● **What to produce**: Scan the material for the word "RwLock", then return every line where it appears.

● **Extracted material**:
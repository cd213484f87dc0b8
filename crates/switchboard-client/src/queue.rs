//! Bounded three-lane outbound queue.
//!
//! Messages wait here while no connection is live. Each [`Priority`] is a
//! FIFO lane; [`PriorityQueue::dequeue`] always serves the highest non-empty
//! lane. When the queue is full the oldest low-priority message is evicted
//! to make room. The evicted sender is not told: queued traffic is
//! best-effort state sync.

use std::collections::VecDeque;

use switchboard_proto::{Message, Priority};
use tracing::debug;

/// Bounded priority queue of outbound messages.
#[derive(Debug, Clone)]
pub struct PriorityQueue {
    high: VecDeque<Message>,
    normal: VecDeque<Message>,
    low: VecDeque<Message>,
    capacity: usize,
    evicted: u64,
}

impl PriorityQueue {
    /// Create an empty queue holding at most `capacity` messages.
    #[must_use]
    pub fn new(capacity: usize) -> Self {
        Self {
            high: VecDeque::new(),
            normal: VecDeque::new(),
            low: VecDeque::new(),
            capacity,
            evicted: 0,
        }
    }

    /// Maximum number of messages.
    #[must_use]
    pub const fn capacity(&self) -> usize {
        self.capacity
    }

    /// Number of queued messages.
    #[must_use]
    pub fn len(&self) -> usize {
        self.high.len() + self.normal.len() + self.low.len()
    }

    /// Whether the queue is empty.
    #[must_use]
    pub fn is_empty(&self) -> bool {
        self.len() == 0
    }

    /// Total messages evicted since creation.
    #[must_use]
    pub const fn evicted(&self) -> u64 {
        self.evicted
    }

    /// Number of queued messages in one lane.
    #[must_use]
    pub fn len_of(&self, priority: Priority) -> usize {
        self.lane(priority).len()
    }

    /// Add a message to the back of its lane.
    ///
    /// Returns `false` only when the queue is full and there is no
    /// low-priority message to evict.
    pub fn enqueue(&mut self, message: Message) -> bool {
        if self.len() >= self.capacity {
            match self.low.pop_front() {
                Some(victim) => {
                    self.evicted += 1;
                    debug!(
                        id = %victim.id,
                        kind = %victim.kind,
                        "evicted low-priority message from full queue"
                    );
                }
                None => return false,
            }
        }
        self.lane_mut(message.priority).push_back(message);
        true
    }

    /// Remove and return the oldest message of the highest non-empty lane.
    pub fn dequeue(&mut self) -> Option<Message> {
        self.high
            .pop_front()
            .or_else(|| self.normal.pop_front())
            .or_else(|| self.low.pop_front())
    }

    /// Put a message back at the front of its lane.
    ///
    /// Used to restore the unsent remainder of a failed flush, so it never
    /// holds more than was drained.
    pub(crate) fn requeue_front(&mut self, message: Message) {
        self.lane_mut(message.priority).push_front(message);
    }

    /// All queued messages in drain order, without removing them.
    #[must_use]
    pub fn get_all(&self) -> Vec<&Message> {
        self.high
            .iter()
            .chain(self.normal.iter())
            .chain(self.low.iter())
            .collect()
    }

    /// Remove all messages in drain order.
    pub fn drain(&mut self) -> Vec<Message> {
        let mut all = Vec::with_capacity(self.len());
        all.extend(self.high.drain(..));
        all.extend(self.normal.drain(..));
        all.extend(self.low.drain(..));
        all
    }

    /// Remove a specific queued message. Returns whether it was found.
    pub fn remove(&mut self, id: &str) -> bool {
        for priority in Priority::ALL {
            let lane = self.lane_mut(priority);
            if let Some(pos) = lane.iter().position(|m| m.id == id) {
                lane.remove(pos);
                return true;
            }
        }
        false
    }

    /// Empty every lane.
    pub fn clear(&mut self) {
        self.high.clear();
        self.normal.clear();
        self.low.clear();
    }

    fn lane(&self, priority: Priority) -> &VecDeque<Message> {
        match priority {
            Priority::High => &self.high,
            Priority::Normal => &self.normal,
            Priority::Low => &self.low,
        }
    }

    fn lane_mut(&mut self, priority: Priority) -> &mut VecDeque<Message> {
        match priority {
            Priority::High => &mut self.high,
            Priority::Normal => &mut self.normal,
            Priority::Low => &mut self.low,
        }
    }
}
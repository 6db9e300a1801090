// System status display: library stats and settings summary.

use anyhow::Result;

use crate::config::Settings;
use crate::store::models::ContentKind;
use crate::store::InMemoryStore;

/// Display library and settings status to the terminal.
pub fn show(store: &InMemoryStore, library_path: &str) -> Result<()> {
    println!("Library: {} ({} items)", library_path, store.item_count());
    println!(
        "Published: {} posts, {} pages",
        store.published_count(ContentKind::Post),
        store.published_count(ContentKind::Page),
    );

    let settings: Settings = crate::store::SettingsStore::link_settings(store)?;
    println!("Language: {}", settings.language.as_str());
    match settings.trigger_mode {
        crate::config::TriggerMode::Interval => println!(
            "Trigger: every {} minutes",
            settings.interval_minutes
        ),
        mode => println!("Trigger: {}", mode.as_str()),
    }
    println!(
        "Scoring: top {} candidates, {} excluded, {} boosts",
        settings.max_candidates,
        settings.excluded_ids.len(),
        settings.boost_entries.len(),
    );

    Ok(())
}
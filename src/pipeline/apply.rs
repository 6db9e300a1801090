// Link application: rewrite the first unlinked occurrence of a chosen
// phrase into an anchor.
//
// This is the editing action the suggestion list feeds: the suggestion
// itself is never persisted, the rewrite is. Occurrences inside existing
// anchors or inside tag markup are skipped.

use once_cell::sync::Lazy;
use regex::Regex;

static LINK_RE: Lazy<Regex> = Lazy::new(|| Regex::new(r"(?is)<a\b[^>]*>.*?</a>").unwrap());
static TAG_RE: Lazy<Regex> = Lazy::new(|| Regex::new(r"(?s)<[^>]*>").unwrap());

/// Wrap the first linkable occurrence of `phrase` in `raw_content` with
/// an anchor to `url`. Case-insensitive match; the original casing of the
/// matched text is kept. Returns None when every occurrence is already
/// linked, sits inside markup, or the phrase does not occur at all.
pub fn link_phrase(raw_content: &str, phrase: &str, url: &str) -> Option<String> {
    if phrase.is_empty() {
        return None;
    }

    let blocked: Vec<(usize, usize)> = LINK_RE
        .find_iter(raw_content)
        .chain(TAG_RE.find_iter(raw_content))
        .map(|m| (m.start(), m.end()))
        .collect();

    let haystack = raw_content.to_lowercase();
    let needle = phrase.to_lowercase();

    // Lowercasing can change byte lengths in exotic cases; bail to a miss
    // rather than splice at a wrong offset.
    if haystack.len() != raw_content.len() {
        return None;
    }

    let mut from = 0;
    while let Some(pos) = haystack[from..].find(&needle) {
        let start = from + pos;
        let end = start + needle.len();
        let inside_markup = blocked.iter().any(|&(s, e)| start < e && end > s);
        if !inside_markup && raw_content.is_char_boundary(start) && raw_content.is_char_boundary(end)
        {
            let original = &raw_content[start..end];
            let mut rewritten = String::with_capacity(raw_content.len() + url.len() + 16);
            rewritten.push_str(&raw_content[..start]);
            rewritten.push_str(&format!(r#"<a href="{url}">{original}</a>"#));
            rewritten.push_str(&raw_content[end..]);
            return Some(rewritten);
        }
        from = start + 1;
    }
    None
}
// Exclusion filter: strips editor-blacklisted candidates before scoring.

use std::collections::HashSet;

use crate::store::models::Candidate;

/// Remove candidates whose id is in `excluded`. Pure; preserves the order
/// of the survivors and returns a contiguous Vec.
pub fn filter_excluded(candidates: Vec<Candidate>, excluded: &HashSet<u64>) -> Vec<Candidate> {
    if excluded.is_empty() {
        return candidates;
    }
    candidates
        .into_iter()
        .filter(|c| !excluded.contains(&c.id))
        .collect()
}
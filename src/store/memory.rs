// In-memory content store backed by a JSON library file.
//
// The library file bundles the settings record and the content items so a
// whole demo site fits in one document. Items live behind a RwLock so the
// upsert path (content saves) can run alongside suggestion requests.

use std::path::Path;

use anyhow::{Context, Result};
use parking_lot::RwLock;
use serde::{Deserialize, Serialize};

use crate::config::Settings;

use super::models::{ContentItem, ContentKind, ContentStatus, ContentSummary};
use super::traits::{ContentStore, SettingsStore};

/// On-disk shape of the library file.
#[derive(Debug, Serialize, Deserialize)]
struct Library {
    #[serde(default)]
    settings: Settings,
    items: Vec<ContentItem>,
}

/// Content store holding the whole library in memory.
pub struct InMemoryStore {
    inner: RwLock<Library>,
}

impl InMemoryStore {
    /// Load a library from a JSON file. Settings are normalized here, at
    /// the load boundary.
    pub fn load(path: impl AsRef<Path>) -> Result<Self> {
        let path = path.as_ref();
        let raw = std::fs::read_to_string(path)
            .with_context(|| format!("Failed to read content library at {}", path.display()))?;
        Self::from_json(&raw)
            .with_context(|| format!("Failed to parse content library at {}", path.display()))
    }

    /// Build a store from a JSON string (used by tests and embedders).
    pub fn from_json(raw: &str) -> Result<Self> {
        let mut library: Library = serde_json::from_str(raw)?;
        library.settings.normalize();
        Ok(Self {
            inner: RwLock::new(library),
        })
    }

    /// Build an empty store with the given settings (already normalized
    /// by the caller or defaulted).
    pub fn with_settings(mut settings: Settings) -> Self {
        settings.normalize();
        Self {
            inner: RwLock::new(Library {
                settings,
                items: Vec::new(),
            }),
        }
    }

    /// Insert or replace a content item by id.
    ///
    /// Callers that hold a candidate pool cache must invalidate it after
    /// this returns; the store has no back-channel to the cache.
    pub fn upsert(&self, item: ContentItem) {
        let mut library = self.inner.write();
        match library.items.iter_mut().find(|i| i.id == item.id) {
            Some(existing) => *existing = item,
            None => library.items.push(item),
        }
    }

    /// Total number of items, published or not.
    pub fn item_count(&self) -> usize {
        self.inner.read().items.len()
    }

    /// Number of published items of the given kind.
    pub fn published_count(&self, kind: ContentKind) -> usize {
        self.inner
            .read()
            .items
            .iter()
            .filter(|i| i.kind == kind && i.status == ContentStatus::Published)
            .count()
    }

    /// Title of an item, for display purposes.
    pub fn title(&self, id: u64) -> Option<String> {
        self.inner
            .read()
            .items
            .iter()
            .find(|i| i.id == id)
            .map(|i| i.title.clone())
    }
}

impl ContentStore for InMemoryStore {
    fn list_eligible(&self, kinds: &[ContentKind], limit: usize) -> Result<Vec<ContentSummary>> {
        let library = self.inner.read();
        let mut eligible: Vec<ContentSummary> = library
            .items
            .iter()
            .filter(|i| i.status == ContentStatus::Published && kinds.contains(&i.kind))
            .map(|i| ContentSummary {
                id: i.id,
                title: i.title.clone(),
                url: i.url.clone(),
                date: i.date,
            })
            .collect();
        eligible.sort_by(|a, b| b.date.cmp(&a.date));
        eligible.truncate(limit);
        Ok(eligible)
    }

    fn tag_names(&self, id: u64) -> Result<Vec<String>> {
        let library = self.inner.read();
        Ok(library
            .items
            .iter()
            .find(|i| i.id == id)
            .map(|i| i.tags.clone())
            .unwrap_or_default())
    }

    fn category_names(&self, id: u64) -> Result<Vec<String>> {
        let library = self.inner.read();
        Ok(library
            .items
            .iter()
            .find(|i| i.id == id)
            .map(|i| i.categories.clone())
            .unwrap_or_default())
    }

    fn excerpt(&self, id: u64) -> Result<Option<String>> {
        let library = self.inner.read();
        Ok(library
            .items
            .iter()
            .find(|i| i.id == id)
            .map(|i| i.excerpt.clone())
            .filter(|e| !e.is_empty()))
    }

    fn raw_content(&self, id: u64) -> Result<Option<String>> {
        let library = self.inner.read();
        Ok(library
            .items
            .iter()
            .find(|i| i.id == id)
            .map(|i| i.content.clone()))
    }
}

impl SettingsStore for InMemoryStore {
    fn link_settings(&self) -> Result<Settings> {
        Ok(self.inner.read().settings.clone())
    }
}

● **Task solution**:
// whole demo site fits in one document. Items live behind a RwLock so the
use parking_lot::RwLock;
    inner: RwLock<Library>,
            inner: RwLock::new(library),
            inner: RwLock::new(Library {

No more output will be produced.